Mecz zaczął się ok. godz. 13:30. Jessica Pegula, obecnie trzecia rakieta światowego tenisa, to rywalka niezwykle silna. W pierwszym secie pokonała Igę Świątek 6:4. W drugim również okazała się lepsza.
Świątek czekała rok na finał
Mimo wszystko w życiu i sportowej karierze Igi Świątek jest to krok naprzód. Po pierwsze: w końcu dotarła do finału ważnego turnieju tenisowego. Po drugie: pokazała w nim siłę i choć przegrała, to wstydu nie ma.
Szkoda tylko, że raszynianka nie utrzymała prowadzenia w 2. secie i dała Amerykance wyrównać, potem zaś odskoczyć. Nie ma jednak co czarować rzeczywistości: Pegula po prostu była lepsza, Świątek zaś zdarzały się niepotrzebne nerwy.
Musimy też pamiętać o tym, że turniej w Bad Homburg to ostatnie dla Świątek zawody na trawie przez Wimbledonem.
Można ostrożnie zauważyć, że Polka jest na fali wznoszącej. W końcu udało się jej awansować do finału jakiejkolwiek imprezy WTA. Z kolei Jessica Pegula jest w świetnej i stabilnej formie.
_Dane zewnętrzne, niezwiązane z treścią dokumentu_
#![allow(missing_docs)]

//! Quest templates turned into concrete offers, and the board that hands them out.

use rand::{seq::SliceRandom, Rng};
use serde::{Deserialize, Serialize};
use tracing::info;

use crate::{
    content::{render_template, QuestTemplate},
    error::{GameError, GameResult},
    player::Player,
    universe::Universe,
};

/// Quest type.
#[derive(Debug, Clone, Copy, PartialEq, Eq, Serialize, Deserialize)]
#[serde(rename_all = "snake_case")]
pub enum QuestKind {
    /// Carry passengers; needs pods and life support for `required_quantity`.
    PassengerTransport,
    CargoDelivery,
    Exploration,
}

impl QuestKind {
    /// Human-readable label.
    pub fn label(self) -> &'static str {
        match self {
            QuestKind::PassengerTransport => "passenger transport",
            QuestKind::CargoDelivery => "cargo delivery",
            QuestKind::Exploration => "exploration",
        }
    }
}

/// A concrete quest bound to a destination in the current universe.
#[derive(Debug, Clone, Serialize, Deserialize, PartialEq)]
pub struct Quest {
    pub id: u32,
    pub title: String,
    pub description: String,
    pub backstory: String,
    pub kind: QuestKind,
    pub reward: f64,
    /// Scanning this planet completes the quest.
    pub destination: String,
    pub required_quantity: u32,
}

/// Number of offers shown to a player of the given level.
pub fn offer_count(level: u32) -> usize {
    if level < 4 {
        1
    } else if level < 11 {
        2
    } else {
        3
    }
}

/// The pool of quests not yet accepted.
///
/// Offering never changes the pool; accepting removes exactly the accepted quest.
#[derive(Debug, Clone, Default, Serialize, Deserialize, PartialEq)]
pub struct QuestBoard {
    pool: Vec<Quest>,
}

impl QuestBoard {
    /// Bind every template to a destination and fill the pool.
    pub fn from_templates(
        templates: &[QuestTemplate],
        universe: &Universe,
        rng: &mut impl Rng,
    ) -> Self {
        let mut board = Self::default();
        let mut next_id = 0;
        for template in templates {
            let destination = template
                .destination
                .as_deref()
                .filter(|name| universe.contains(name))
                .map(str::to_string)
                .or_else(|| {
                    universe
                        .planets
                        .choose(rng)
                        .map(|planet| planet.name.clone())
                });
            let Some(destination) = destination else {
                continue;
            };
            next_id += 1;
            let values = [
                ("destination", destination.clone()),
                ("quantity", template.required_quantity.to_string()),
            ];
            board.pool.push(Quest {
                id: next_id,
                title: template.title.clone(),
                description: render_template(&template.description, &values),
                backstory: render_template(&template.backstory, &values),
                kind: template.kind,
                reward: template.reward,
                destination,
                required_quantity: template.required_quantity,
            });
        }
        board
    }

    /// Rebuild a board from a saved pool.
    pub fn restore(pool: Vec<Quest>) -> Self {
        Self { pool }
    }

    /// Quests still available.
    pub fn pool(&self) -> &[Quest] {
        &self.pool
    }

    pub fn is_empty(&self) -> bool {
        self.pool.is_empty()
    }

    /// Sample offers for a player level without replacement.
    pub fn offer_quests(&self, level: u32, rng: &mut impl Rng) -> Vec<Quest> {
        self.pool
            .choose_multiple(rng, offer_count(level))
            .cloned()
            .collect()
    }

    /// Accept a quest: check requirements, pay the reward and hand it to the player.
    pub fn accept(&mut self, id: u32, player: &mut Player) -> GameResult<Quest> {
        let index = self
            .pool
            .iter()
            .position(|quest| quest.id == id)
            .ok_or(GameError::QuestUnavailable(id))?;
        player.check_quest_requirements(&self.pool[index])?;

        let quest = self.pool.remove(index);
        player.earn(quest.reward);
        player.add_active_quest(quest.clone());
        info!(quest = %quest.title, reward = quest.reward, "quest accepted");
        Ok(quest)
    }
}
Tylko w tym roku grała w pięciu finałach, wygrywając dwa (Charleston i Austin).
Obie tenisistki grały ze sobą po raz 11. Stan tej długofalowej rywalizacji wynosi w tej chwili 6:5 dla Świątek.
Po tym pojedynku Świątek awansuje w rankingu tenisistek z pozycji ósmej na czwartą. Pegula dalej będzie trzecia.